Words such as “believes,” “anticipates,” “expects,” "intends” and “plans” and similar expressions are intended to identify
forward-looking statements but are not the exclusive means of identifying such statements. We do not intend to update these
forward-looking statements except as may be required by applicable laws.
By their very nature, forward-looking statements involve inherent risks and uncertainties, both general and specific, and risks
exist that predictions, forecasts, projections and other outcomes described or implied in forward-looking statements will not be
achieved. We caution you that a number of important factors could cause results to differ materially from the plans, objectives,
expectations, estimates and intentions expressed in such forward-looking statements. These factors include (i) market and interest
rate fluctuations; (ii) the strength of the global economy in general and the strength of the economies of the countries in which we
conduct our operations in particular; (iii) the ability of counterparties to meet their obligations to us; (iv) the effects of, and changes
in, fiscal, monetary, trade and tax policies, and currency fluctuations; (v) political and social developments, including war, civil unrest
or terrorist activity; (vi) the possibility of foreign exchange controls, expropriation, nationalization or confiscation of assets in countries
in which we conduct our operations; (vii) the ability to maintain sufficient liquidity and access capital markets; (viii) operational factors
such as systems failure, human error, or the failure to properly implement procedures; (ix) actions taken by regulators with respect to
our business and practices in one or more of the countries in which we conduct our operations; (x) the effects of changes in laws,
regulations or accounting policies or practices; (xi) competition in geographic and business areas in which we conduct our
operations; (xii) the ability to retain and recruit qualified personnel; (xiii) the ability to maintain our reputation and promote our brands;
(xiv) the ability to increase market share and control expenses; (xv) technological changes; (xvi) the timely development and
acceptance of our new products and services and the perceived overall value of these products and services by users; (xvii)

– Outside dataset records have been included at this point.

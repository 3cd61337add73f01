use anyhow::Result;
use async_trait::async_trait;
use chrono::{DateTime, Duration, FixedOffset, TimeZone, Utc};
use std::sync::atomic::{AtomicBool, Ordering};
use std::sync::Arc;

use solar_fleet_monitor::controller::{
    AlertEngine, AnalysisError, AnalysisOrchestrator, AnalysisSettings, BuildingOutcome,
};
use solar_fleet_monitor::domain::{
    Alert, AlertFilter, Building, PowerHistoryRecord, PredictionSource, Severity, WeatherSnapshot,
};
use solar_fleet_monitor::forecast::{InferenceProvider, InferenceRequest, OutputPredictor, WeatherProvider};
use solar_fleet_monitor::repo::{AlertRepository, MemoryStore, PowerHistoryRepository, Repositories};
use solar_fleet_monitor::simulation::PowerSimulator;

struct FixedWeather(Option<WeatherSnapshot>);

#[async_trait]
impl WeatherProvider for FixedWeather {
    async fn current(&self, _city: &str) -> Option<WeatherSnapshot> {
        self.0
    }
}

struct FixedEstimate(f64);

#[async_trait]
impl InferenceProvider for FixedEstimate {
    async fn estimate_kw(&self, _request: &InferenceRequest) -> Result<f64> {
        Ok(self.0)
    }
}

struct BrokenHistory;

#[async_trait]
impl PowerHistoryRepository for BrokenHistory {
    async fn append(&self, _record: &PowerHistoryRecord) -> Result<()> {
        anyhow::bail!("history table unavailable")
    }

    async fn recent(&self, _building_id: &str, _limit: usize) -> Result<Vec<PowerHistoryRecord>> {
        Ok(Vec::new())
    }
}

/// Alert table that rejects the first insert.
struct FlakyAlerts {
    inner: MemoryStore,
    failed_once: AtomicBool,
}

#[async_trait]
impl AlertRepository for FlakyAlerts {
    async fn insert(&self, alert: &Alert) -> Result<()> {
        if !self.failed_once.swap(true, Ordering::SeqCst) {
            anyhow::bail!("alert table unavailable");
        }
        self.inner.insert(alert).await
    }

    async fn acknowledge(&self, id: &str, at: DateTime<Utc>) -> Result<bool> {
        self.inner.acknowledge(id, at).await
    }

    async fn query(&self, filter: &AlertFilter, limit: usize) -> Result<Vec<Alert>> {
        self.inner.query(filter, limit).await
    }
}

fn clear_noon() -> WeatherSnapshot {
    WeatherSnapshot {
        temperature_c: 30.0,
        humidity_percent: 70.0,
        cloud_cover_percent: 50.0,
        wind_speed_ms: 3.0,
        uv_index: 10.0,
        visibility_km: 10.0,
        solar_irradiance_wm2: None,
    }
}

fn ist() -> FixedOffset {
    FixedOffset::east_opt(330 * 60).unwrap()
}

/// 12:00 local time.
fn local_noon() -> DateTime<Utc> {
    Utc.with_ymd_and_hms(2024, 6, 21, 6, 30, 0).unwrap()
}

/// 00:00 local time.
fn local_midnight() -> DateTime<Utc> {
    Utc.with_ymd_and_hms(2024, 6, 21, 18, 30, 0).unwrap()
}

fn building(id: &str, capacity_kw: f64) -> Building {
    Building {
        id: id.to_string(),
        name: format!("Building {id}"),
        city: "Chennai".to_string(),
        capacity_kw,
        actual_kw: 0.0,
        expected_kw: 0.0,
        last_updated: Utc.with_ymd_and_hms(2024, 1, 1, 0, 0, 0).unwrap(),
        coords: None,
    }
}

async fn seeded(buildings: &[Building]) -> Repositories {
    let repos = Repositories::in_memory();
    for b in buildings {
        repos.buildings.upsert(b).await.unwrap();
    }
    repos
}

fn orchestrator(
    repos: Repositories,
    weather: Option<WeatherSnapshot>,
    predictor: OutputPredictor,
) -> (AnalysisOrchestrator, Arc<AlertEngine>) {
    let alerts = Arc::new(AlertEngine::new());
    let orchestrator = AnalysisOrchestrator::new(
        Arc::new(FixedWeather(weather)),
        Arc::new(predictor),
        PowerSimulator::new(ist()),
        alerts.clone(),
        repos,
        AnalysisSettings { history_limit: 50, max_concurrency: 2 },
    );
    (orchestrator, alerts)
}

#[tokio::test]
async fn invalid_building_is_reported_without_aborting_batch() {
    let repos = seeded(&[building("a", 1000.0), building("broken", 0.0), building("c", 800.0)]).await;
    let (orchestrator, _) = orchestrator(repos.clone(), Some(clear_noon()), OutputPredictor::physical());

    let report = orchestrator.run_batch_at(local_noon()).await.unwrap();

    assert!(report.success);
    assert_eq!(report.total_buildings, 3);
    assert_eq!(report.processed_buildings, 2);

    let failed: Vec<_> = report
        .results
        .iter()
        .filter_map(|r| match r {
            BuildingOutcome::Failed(f) => Some(f),
            BuildingOutcome::Analyzed(_) => None,
        })
        .collect();
    assert_eq!(failed.len(), 1);
    assert_eq!(failed[0].building_id, "broken");
    assert!(failed[0].error.contains("capacity"));

    // the failed building is left untouched
    let broken = repos.buildings.get("broken").await.unwrap().unwrap();
    assert_eq!(broken.last_updated, building("broken", 0.0).last_updated);
    assert!(repos.history.recent("broken", 50).await.unwrap().is_empty());
}

#[tokio::test]
async fn analyzed_buildings_are_persisted() {
    let repos = seeded(&[building("a", 1000.0)]).await;
    let (orchestrator, _) = orchestrator(repos.clone(), Some(clear_noon()), OutputPredictor::physical());

    let report = orchestrator.run_batch_at(local_noon()).await.unwrap();
    let BuildingOutcome::Analyzed(result) = &report.results[0] else {
        panic!("building should have been analyzed");
    };

    assert!((result.predicted_kw - 347.508).abs() < 1e-6);
    assert_eq!(result.prediction_source, PredictionSource::Physical);
    assert!(result.weather_available);
    assert!(result.actual_kw > 0.0);
    assert_eq!(result.simulation_factors.base_generation_kw, 1000.0);

    let stored = repos.buildings.get("a").await.unwrap().unwrap();
    assert_eq!(stored.last_updated, local_noon());
    assert_eq!(stored.actual_kw, result.actual_kw);
    assert_eq!(stored.expected_kw, result.predicted_kw);
    assert_eq!(stored.status(), result.status);

    let history = repos.history.recent("a", 50).await.unwrap();
    assert_eq!(history.len(), 1);
    assert_eq!(history[0].predicted_kw, result.predicted_kw);
    assert_eq!(history[0].weather, clear_noon());
}

#[tokio::test]
async fn night_shortfall_alerts_once_per_window() {
    let repos = seeded(&[building("a", 1000.0), building("b", 1000.0)]).await;
    let (orchestrator, alerts) = orchestrator(repos.clone(), Some(clear_noon()), OutputPredictor::physical());

    // the curve is zero at midnight while the weather model still expects output
    let first = orchestrator.run_batch_at(local_midnight()).await.unwrap();
    for result in &first.results {
        let BuildingOutcome::Analyzed(a) = result else { panic!("unexpected failure") };
        assert_eq!(a.actual_kw, 0.0);
        assert_eq!(a.alert.as_ref().map(|s| s.severity), Some(Severity::Critical));
    }
    assert_eq!(first.alert_stats.critical, 2);

    let second = orchestrator
        .run_batch_at(local_midnight() + Duration::minutes(15))
        .await
        .unwrap();
    for result in &second.results {
        let BuildingOutcome::Analyzed(a) = result else { panic!("unexpected failure") };
        assert!(a.alert.is_none());
    }

    assert_eq!(alerts.len(), 2);
    let stored = repos.alerts.query(&AlertFilter::default(), 100).await.unwrap();
    assert_eq!(stored.len(), 2);
    assert_eq!(second.alert_stats, alerts.stats());
}

#[tokio::test]
async fn missing_weather_falls_back() {
    let repos = seeded(&[building("a", 1000.0)]).await;
    let (orchestrator, _) = orchestrator(repos, None, OutputPredictor::physical());

    let report = orchestrator.run_batch_at(local_noon()).await.unwrap();
    let BuildingOutcome::Analyzed(result) = &report.results[0] else {
        panic!("building should have been analyzed");
    };
    assert!(!result.weather_available);
    assert_eq!(result.weather, WeatherSnapshot::fallback());
    assert_eq!(result.simulation_factors.weather_impact, 0.8);
}

#[tokio::test]
async fn external_estimate_is_blended() {
    let repos = seeded(&[building("a", 1000.0)]).await;
    let predictor = OutputPredictor::with_inference(Arc::new(FixedEstimate(900.0)), std::time::Duration::from_secs(1));
    let (orchestrator, _) = orchestrator(repos, Some(clear_noon()), predictor);

    let report = orchestrator.run_batch_at(local_noon()).await.unwrap();
    let BuildingOutcome::Analyzed(result) = &report.results[0] else {
        panic!("building should have been analyzed");
    };
    assert_eq!(result.prediction_source, PredictionSource::Blended);
    assert!((result.predicted_kw - (0.7 * 900.0 + 0.3 * 347.508)).abs() < 1e-6);
}

#[tokio::test]
async fn storage_failure_fails_the_batch() {
    let store = Arc::new(MemoryStore::default());
    let mut repos = Repositories::from_store(store);
    repos.buildings.upsert(&building("a", 1000.0)).await.unwrap();
    repos.history = Arc::new(BrokenHistory);

    let (orchestrator, _) = orchestrator(repos, Some(clear_noon()), OutputPredictor::physical());
    let err = orchestrator.run_batch_at(local_noon()).await.unwrap_err();
    assert!(matches!(err, AnalysisError::Storage(_)));
    assert!(err.to_string().contains("history table unavailable"));
}

#[tokio::test]
async fn unstored_alert_is_raised_again_next_batch() {
    let mut repos = seeded(&[building("a", 1000.0)]).await;
    let flaky = Arc::new(FlakyAlerts {
        inner: MemoryStore::default(),
        failed_once: AtomicBool::new(false),
    });
    repos.alerts = flaky.clone();
    let (orchestrator, alerts) = orchestrator(repos, Some(clear_noon()), OutputPredictor::physical());

    let err = orchestrator.run_batch_at(local_midnight()).await.unwrap_err();
    assert!(matches!(err, AnalysisError::Storage(_)));
    assert!(alerts.is_empty());

    let retry = orchestrator
        .run_batch_at(local_midnight() + Duration::minutes(15))
        .await
        .unwrap();
    let BuildingOutcome::Analyzed(a) = &retry.results[0] else {
        panic!("building should have been analyzed");
    };
    let raised = a.alert.as_ref().expect("alert should be raised on retry");
    assert_eq!(raised.severity, Severity::Critical);

    let stored = flaky.query(&AlertFilter::default(), 100).await.unwrap();
    assert_eq!(stored.len(), 1);
    assert_eq!(alerts.len(), 1);
    assert_eq!(alerts.alerts(&AlertFilter::default())[0].id, stored[0].id);
}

acquisitions, including the ability to integrate successfully acquired businesses; (xviii) the adverse resolution of litigation and other
contingencies; and (xix) our success at managing the risks involved in the foregoing.
We caution you that the foregoing list of important factors is not exclusive; when evaluating forward-looking statements, you
should carefully consider the foregoing factors and other uncertainties and events, as well as the risks identified in our most recently
filed Form 20-F and reports on Form 6-K furnished to the US Securities and Exchange Commission.